■ TASK GOAL
State how many lines of the records below contain the word "impl", giving the number and nothing else.

■ DATA EXTRACT
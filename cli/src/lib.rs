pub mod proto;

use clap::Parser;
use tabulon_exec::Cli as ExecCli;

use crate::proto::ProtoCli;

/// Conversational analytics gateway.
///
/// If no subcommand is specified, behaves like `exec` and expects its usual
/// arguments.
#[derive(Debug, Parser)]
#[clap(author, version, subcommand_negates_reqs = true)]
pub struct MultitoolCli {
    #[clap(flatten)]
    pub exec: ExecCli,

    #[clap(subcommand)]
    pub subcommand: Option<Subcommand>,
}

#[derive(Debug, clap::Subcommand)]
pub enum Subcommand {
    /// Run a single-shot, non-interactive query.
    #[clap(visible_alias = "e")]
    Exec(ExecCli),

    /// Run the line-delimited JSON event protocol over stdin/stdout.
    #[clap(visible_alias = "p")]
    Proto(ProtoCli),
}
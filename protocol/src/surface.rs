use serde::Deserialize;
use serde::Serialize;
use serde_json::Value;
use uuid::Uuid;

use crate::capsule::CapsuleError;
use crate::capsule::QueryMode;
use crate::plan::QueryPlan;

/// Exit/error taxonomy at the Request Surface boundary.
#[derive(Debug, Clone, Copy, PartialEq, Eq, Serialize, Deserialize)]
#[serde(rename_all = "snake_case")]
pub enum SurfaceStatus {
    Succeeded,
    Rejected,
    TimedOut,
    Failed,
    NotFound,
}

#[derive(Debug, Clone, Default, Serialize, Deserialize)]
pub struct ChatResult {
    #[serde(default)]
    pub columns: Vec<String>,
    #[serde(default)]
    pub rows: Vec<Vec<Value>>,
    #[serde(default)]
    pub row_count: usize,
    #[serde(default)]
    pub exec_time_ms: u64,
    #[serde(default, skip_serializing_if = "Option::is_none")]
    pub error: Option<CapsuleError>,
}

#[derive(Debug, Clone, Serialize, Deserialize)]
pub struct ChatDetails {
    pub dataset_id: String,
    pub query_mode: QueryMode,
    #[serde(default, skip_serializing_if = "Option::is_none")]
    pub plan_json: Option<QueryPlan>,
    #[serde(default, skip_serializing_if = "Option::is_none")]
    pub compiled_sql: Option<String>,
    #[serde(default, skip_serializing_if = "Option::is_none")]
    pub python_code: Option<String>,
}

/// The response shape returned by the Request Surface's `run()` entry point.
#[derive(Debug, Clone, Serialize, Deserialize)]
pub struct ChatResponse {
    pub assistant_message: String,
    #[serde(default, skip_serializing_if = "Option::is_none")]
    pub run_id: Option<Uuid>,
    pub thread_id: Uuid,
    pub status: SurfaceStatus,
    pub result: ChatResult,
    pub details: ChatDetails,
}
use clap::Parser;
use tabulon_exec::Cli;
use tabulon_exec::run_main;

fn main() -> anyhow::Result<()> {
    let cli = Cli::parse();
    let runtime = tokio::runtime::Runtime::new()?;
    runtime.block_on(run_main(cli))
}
--
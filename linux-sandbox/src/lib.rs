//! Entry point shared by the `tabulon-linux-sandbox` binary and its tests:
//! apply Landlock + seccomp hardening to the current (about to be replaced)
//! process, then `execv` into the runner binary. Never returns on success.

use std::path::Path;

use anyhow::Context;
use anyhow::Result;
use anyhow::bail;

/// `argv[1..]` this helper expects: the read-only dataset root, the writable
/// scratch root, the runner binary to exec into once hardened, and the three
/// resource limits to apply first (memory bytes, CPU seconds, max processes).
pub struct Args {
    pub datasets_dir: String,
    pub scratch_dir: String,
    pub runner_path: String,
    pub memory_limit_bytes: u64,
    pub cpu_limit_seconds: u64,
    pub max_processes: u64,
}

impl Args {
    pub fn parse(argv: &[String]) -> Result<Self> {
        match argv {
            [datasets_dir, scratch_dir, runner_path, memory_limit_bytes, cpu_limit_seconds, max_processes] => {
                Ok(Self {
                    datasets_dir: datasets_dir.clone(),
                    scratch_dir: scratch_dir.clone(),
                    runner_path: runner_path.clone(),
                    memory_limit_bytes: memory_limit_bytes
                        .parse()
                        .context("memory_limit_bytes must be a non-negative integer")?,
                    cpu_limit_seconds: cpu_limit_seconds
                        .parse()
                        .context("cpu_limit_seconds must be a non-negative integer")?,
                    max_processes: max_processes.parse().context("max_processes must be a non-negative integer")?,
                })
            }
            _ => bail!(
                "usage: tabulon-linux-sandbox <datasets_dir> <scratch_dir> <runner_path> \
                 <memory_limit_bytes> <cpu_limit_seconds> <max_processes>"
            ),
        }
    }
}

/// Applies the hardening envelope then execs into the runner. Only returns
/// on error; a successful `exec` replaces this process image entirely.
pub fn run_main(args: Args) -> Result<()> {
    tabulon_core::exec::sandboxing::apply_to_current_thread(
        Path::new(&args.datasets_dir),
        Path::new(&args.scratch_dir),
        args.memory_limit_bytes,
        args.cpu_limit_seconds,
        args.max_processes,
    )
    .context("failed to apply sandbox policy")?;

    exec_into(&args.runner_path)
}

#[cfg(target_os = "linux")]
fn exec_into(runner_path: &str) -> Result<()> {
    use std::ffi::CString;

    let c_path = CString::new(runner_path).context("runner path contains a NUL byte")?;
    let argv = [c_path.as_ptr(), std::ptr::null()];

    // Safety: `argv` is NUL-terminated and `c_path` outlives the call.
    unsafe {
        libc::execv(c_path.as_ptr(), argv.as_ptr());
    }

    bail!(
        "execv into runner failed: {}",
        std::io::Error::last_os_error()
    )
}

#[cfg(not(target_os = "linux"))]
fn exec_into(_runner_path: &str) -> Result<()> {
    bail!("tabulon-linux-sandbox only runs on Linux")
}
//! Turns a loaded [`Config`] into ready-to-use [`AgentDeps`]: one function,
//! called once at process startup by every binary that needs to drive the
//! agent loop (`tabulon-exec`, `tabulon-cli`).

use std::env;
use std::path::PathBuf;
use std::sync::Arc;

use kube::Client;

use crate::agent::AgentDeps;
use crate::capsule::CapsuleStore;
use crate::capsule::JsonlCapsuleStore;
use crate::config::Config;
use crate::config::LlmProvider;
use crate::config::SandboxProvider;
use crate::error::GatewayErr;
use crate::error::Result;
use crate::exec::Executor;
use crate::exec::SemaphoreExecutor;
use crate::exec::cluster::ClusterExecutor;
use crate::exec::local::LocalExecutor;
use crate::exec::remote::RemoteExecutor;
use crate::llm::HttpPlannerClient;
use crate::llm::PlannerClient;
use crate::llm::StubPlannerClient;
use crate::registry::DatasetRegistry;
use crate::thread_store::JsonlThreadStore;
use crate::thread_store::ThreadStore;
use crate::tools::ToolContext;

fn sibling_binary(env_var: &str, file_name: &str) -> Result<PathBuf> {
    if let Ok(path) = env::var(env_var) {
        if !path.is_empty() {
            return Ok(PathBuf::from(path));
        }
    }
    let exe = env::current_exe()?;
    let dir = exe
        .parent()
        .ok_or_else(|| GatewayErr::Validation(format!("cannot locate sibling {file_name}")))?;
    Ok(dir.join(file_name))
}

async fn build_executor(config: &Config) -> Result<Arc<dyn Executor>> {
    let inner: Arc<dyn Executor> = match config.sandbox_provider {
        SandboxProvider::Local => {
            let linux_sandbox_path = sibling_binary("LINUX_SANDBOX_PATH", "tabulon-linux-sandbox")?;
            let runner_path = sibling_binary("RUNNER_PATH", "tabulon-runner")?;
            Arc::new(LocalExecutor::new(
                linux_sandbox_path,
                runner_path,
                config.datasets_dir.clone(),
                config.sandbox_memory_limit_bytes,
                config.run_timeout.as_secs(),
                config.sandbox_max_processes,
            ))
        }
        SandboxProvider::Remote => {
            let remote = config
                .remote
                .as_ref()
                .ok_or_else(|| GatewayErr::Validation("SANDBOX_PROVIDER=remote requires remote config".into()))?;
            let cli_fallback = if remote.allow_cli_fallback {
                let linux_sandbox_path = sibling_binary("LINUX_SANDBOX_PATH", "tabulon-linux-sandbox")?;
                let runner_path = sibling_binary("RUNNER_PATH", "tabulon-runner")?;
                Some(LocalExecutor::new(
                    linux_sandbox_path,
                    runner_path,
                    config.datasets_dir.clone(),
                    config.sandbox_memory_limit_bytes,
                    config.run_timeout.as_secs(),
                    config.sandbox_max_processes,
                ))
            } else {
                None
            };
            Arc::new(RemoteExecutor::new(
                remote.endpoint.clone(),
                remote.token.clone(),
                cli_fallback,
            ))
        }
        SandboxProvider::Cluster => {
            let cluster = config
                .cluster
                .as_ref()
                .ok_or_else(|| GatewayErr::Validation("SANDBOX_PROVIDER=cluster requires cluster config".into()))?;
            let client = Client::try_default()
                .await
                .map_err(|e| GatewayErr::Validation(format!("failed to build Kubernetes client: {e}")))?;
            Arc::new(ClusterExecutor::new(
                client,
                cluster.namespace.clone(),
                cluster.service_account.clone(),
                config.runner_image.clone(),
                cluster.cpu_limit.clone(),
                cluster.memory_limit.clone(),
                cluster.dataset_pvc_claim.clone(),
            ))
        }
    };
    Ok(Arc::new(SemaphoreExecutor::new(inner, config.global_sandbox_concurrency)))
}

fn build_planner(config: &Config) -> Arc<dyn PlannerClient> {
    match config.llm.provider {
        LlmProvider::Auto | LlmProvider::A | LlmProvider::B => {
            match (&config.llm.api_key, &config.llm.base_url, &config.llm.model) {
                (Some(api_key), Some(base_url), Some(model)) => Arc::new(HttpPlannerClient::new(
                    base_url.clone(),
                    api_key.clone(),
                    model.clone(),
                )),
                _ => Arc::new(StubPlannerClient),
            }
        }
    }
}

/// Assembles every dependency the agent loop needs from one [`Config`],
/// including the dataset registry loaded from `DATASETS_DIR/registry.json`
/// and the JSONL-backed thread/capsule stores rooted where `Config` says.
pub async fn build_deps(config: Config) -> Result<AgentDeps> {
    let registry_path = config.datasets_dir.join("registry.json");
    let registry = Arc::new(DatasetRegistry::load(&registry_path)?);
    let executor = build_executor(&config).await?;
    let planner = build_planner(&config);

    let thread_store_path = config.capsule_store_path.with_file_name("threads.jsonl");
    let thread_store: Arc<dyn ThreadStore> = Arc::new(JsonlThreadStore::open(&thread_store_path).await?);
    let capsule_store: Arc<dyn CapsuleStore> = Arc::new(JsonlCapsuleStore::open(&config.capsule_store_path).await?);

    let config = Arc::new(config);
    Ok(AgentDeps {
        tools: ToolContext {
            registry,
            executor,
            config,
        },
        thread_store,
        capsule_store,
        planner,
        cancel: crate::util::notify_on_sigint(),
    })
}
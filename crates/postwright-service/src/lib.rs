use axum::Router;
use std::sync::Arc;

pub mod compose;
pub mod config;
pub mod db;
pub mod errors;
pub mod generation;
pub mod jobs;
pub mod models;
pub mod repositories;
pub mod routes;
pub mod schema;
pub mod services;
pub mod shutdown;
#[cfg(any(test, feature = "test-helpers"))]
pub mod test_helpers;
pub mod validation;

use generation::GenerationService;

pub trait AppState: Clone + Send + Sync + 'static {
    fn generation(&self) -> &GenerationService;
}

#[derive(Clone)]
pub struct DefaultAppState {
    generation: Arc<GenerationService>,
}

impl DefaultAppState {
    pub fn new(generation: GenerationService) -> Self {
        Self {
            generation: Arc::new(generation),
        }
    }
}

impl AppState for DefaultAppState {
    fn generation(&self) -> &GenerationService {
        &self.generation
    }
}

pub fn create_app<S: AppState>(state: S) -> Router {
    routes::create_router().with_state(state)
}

■ RESPONSE TO THIS TASK
3